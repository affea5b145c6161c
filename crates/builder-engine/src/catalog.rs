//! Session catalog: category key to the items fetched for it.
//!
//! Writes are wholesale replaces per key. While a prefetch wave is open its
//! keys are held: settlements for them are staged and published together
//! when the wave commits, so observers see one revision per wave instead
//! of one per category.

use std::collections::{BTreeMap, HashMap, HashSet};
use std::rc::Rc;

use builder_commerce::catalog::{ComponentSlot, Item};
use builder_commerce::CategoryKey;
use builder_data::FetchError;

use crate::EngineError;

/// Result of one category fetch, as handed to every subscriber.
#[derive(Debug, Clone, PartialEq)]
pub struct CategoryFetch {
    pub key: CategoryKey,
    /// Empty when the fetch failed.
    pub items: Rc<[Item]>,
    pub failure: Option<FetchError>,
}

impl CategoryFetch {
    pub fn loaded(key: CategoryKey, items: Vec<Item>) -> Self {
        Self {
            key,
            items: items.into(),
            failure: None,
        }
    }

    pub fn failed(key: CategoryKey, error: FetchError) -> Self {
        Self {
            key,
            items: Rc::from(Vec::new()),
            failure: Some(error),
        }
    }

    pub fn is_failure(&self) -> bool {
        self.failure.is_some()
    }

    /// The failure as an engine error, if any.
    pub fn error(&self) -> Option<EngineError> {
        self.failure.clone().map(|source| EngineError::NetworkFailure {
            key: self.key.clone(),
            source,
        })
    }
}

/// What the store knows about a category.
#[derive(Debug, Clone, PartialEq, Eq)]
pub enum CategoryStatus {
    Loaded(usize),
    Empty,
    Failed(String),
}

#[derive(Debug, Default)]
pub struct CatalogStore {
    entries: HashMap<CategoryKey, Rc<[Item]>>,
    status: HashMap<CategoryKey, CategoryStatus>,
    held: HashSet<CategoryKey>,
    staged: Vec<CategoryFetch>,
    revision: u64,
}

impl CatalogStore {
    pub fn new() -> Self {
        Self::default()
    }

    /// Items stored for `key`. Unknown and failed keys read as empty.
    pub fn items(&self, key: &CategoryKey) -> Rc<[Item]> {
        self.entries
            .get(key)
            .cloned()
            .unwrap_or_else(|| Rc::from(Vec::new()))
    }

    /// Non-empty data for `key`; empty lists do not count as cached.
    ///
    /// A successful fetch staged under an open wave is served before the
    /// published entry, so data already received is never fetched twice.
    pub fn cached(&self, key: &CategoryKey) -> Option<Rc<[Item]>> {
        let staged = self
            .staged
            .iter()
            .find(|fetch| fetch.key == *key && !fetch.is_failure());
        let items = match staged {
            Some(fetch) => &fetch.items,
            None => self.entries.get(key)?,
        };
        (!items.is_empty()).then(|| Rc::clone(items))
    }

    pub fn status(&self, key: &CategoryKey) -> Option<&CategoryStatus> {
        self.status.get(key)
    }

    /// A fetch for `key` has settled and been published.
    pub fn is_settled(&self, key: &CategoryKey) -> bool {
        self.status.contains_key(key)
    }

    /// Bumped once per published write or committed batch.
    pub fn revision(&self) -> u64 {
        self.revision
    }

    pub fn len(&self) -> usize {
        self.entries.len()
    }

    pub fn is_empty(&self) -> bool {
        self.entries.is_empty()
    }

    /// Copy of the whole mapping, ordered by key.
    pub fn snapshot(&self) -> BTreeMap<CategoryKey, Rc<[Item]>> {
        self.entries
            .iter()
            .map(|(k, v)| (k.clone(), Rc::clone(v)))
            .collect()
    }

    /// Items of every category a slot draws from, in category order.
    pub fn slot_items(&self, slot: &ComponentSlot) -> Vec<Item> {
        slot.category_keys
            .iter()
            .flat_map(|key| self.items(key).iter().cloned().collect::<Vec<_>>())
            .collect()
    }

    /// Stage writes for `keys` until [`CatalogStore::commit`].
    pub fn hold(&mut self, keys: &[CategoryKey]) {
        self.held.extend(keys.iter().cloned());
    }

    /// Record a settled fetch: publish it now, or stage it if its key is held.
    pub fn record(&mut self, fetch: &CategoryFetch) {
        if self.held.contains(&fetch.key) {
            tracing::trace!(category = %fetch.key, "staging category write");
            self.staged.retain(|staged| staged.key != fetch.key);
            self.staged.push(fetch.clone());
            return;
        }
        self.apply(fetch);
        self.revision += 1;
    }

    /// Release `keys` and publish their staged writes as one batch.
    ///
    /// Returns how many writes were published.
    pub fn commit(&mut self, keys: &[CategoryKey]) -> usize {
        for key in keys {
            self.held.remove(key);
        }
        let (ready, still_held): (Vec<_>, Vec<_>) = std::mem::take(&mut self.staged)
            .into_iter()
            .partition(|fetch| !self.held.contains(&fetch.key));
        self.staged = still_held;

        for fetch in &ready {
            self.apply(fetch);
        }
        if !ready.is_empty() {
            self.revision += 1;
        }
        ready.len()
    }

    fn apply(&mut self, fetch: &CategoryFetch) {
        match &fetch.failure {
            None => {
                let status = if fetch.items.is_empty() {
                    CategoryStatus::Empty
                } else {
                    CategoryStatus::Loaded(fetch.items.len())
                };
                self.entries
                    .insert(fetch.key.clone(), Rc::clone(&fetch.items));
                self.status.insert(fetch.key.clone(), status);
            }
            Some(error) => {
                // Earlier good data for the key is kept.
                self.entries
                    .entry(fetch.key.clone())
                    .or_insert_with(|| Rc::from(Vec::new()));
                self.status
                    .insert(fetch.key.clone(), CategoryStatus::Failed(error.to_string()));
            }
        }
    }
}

==

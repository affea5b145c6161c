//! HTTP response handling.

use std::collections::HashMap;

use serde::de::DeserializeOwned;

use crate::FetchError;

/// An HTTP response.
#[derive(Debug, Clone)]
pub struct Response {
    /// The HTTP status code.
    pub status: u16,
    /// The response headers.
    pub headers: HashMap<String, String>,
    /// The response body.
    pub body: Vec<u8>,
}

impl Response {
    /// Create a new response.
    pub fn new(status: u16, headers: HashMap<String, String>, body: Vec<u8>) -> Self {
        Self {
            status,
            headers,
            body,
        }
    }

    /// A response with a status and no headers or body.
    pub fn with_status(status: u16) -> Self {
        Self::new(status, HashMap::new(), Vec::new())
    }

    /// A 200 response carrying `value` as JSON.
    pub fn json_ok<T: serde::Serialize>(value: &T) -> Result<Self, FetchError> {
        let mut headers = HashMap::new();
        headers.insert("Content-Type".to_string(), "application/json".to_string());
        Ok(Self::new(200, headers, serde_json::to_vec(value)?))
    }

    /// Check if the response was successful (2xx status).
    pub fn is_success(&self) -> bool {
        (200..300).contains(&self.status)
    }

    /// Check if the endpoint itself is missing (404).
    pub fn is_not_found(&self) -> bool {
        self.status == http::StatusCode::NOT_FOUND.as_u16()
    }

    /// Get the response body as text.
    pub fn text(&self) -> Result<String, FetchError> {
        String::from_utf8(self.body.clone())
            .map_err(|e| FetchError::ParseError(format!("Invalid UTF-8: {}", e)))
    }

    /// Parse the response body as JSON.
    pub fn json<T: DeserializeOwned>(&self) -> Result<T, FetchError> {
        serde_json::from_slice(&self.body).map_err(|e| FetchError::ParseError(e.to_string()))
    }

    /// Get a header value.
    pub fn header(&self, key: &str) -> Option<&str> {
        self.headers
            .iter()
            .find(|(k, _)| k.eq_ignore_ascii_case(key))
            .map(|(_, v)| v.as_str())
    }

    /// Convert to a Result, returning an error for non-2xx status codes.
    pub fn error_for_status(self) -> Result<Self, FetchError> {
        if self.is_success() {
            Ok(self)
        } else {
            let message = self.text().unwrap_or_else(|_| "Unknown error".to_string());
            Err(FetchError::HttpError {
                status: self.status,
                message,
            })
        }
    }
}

...

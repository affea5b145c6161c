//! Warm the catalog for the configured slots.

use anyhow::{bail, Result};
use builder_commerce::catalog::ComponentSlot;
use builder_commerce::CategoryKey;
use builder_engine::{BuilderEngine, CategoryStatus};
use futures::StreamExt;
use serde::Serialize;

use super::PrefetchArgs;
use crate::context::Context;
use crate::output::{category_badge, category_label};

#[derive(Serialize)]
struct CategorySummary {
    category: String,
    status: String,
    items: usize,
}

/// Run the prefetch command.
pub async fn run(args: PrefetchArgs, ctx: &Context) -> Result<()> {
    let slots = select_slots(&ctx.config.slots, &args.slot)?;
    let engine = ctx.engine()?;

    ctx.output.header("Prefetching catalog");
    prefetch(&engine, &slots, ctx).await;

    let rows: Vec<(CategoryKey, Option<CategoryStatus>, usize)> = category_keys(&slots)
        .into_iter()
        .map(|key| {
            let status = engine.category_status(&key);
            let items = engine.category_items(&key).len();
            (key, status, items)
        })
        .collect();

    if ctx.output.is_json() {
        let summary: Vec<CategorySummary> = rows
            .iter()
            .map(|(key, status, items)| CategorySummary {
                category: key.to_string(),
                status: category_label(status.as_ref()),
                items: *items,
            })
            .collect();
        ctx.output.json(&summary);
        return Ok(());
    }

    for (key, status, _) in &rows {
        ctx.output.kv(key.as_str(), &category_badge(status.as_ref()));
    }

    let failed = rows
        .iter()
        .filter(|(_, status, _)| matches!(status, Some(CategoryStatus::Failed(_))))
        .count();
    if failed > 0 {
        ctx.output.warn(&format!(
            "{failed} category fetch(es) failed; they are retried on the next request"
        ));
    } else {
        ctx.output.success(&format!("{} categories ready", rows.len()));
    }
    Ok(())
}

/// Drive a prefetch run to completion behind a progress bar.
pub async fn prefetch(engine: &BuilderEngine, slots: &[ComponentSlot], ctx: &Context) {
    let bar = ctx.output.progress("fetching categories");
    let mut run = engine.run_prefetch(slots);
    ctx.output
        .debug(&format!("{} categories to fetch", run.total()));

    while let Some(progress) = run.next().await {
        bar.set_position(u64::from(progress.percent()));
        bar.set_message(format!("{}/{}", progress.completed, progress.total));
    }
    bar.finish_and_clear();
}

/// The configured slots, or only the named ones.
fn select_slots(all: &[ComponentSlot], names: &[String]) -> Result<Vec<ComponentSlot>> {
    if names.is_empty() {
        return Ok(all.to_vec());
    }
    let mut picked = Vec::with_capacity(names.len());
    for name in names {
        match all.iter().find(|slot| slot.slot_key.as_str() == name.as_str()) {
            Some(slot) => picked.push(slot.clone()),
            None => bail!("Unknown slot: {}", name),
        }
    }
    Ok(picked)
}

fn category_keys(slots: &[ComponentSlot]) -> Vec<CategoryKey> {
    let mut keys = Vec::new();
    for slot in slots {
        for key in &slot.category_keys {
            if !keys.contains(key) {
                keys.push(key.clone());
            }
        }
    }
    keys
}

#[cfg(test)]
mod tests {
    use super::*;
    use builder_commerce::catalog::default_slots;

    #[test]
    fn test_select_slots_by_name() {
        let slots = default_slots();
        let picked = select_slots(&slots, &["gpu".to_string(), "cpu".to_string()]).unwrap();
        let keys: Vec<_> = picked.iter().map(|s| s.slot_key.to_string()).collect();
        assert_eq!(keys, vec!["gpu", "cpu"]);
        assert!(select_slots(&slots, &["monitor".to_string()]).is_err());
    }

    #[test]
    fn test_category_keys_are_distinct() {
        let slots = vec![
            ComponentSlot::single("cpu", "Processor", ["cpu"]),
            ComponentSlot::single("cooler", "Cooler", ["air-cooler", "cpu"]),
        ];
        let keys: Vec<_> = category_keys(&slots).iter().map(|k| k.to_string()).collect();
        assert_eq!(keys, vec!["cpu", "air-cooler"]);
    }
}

■ **Task to complete**
Find and copy each line above that includes the string "BuilderEngine".

■ **Finished task**
use builder_engine::{BuilderEngine, CategoryStatus};
pub async fn prefetch(engine: &BuilderEngine, slots: &[ComponentSlot], ctx: &Context) {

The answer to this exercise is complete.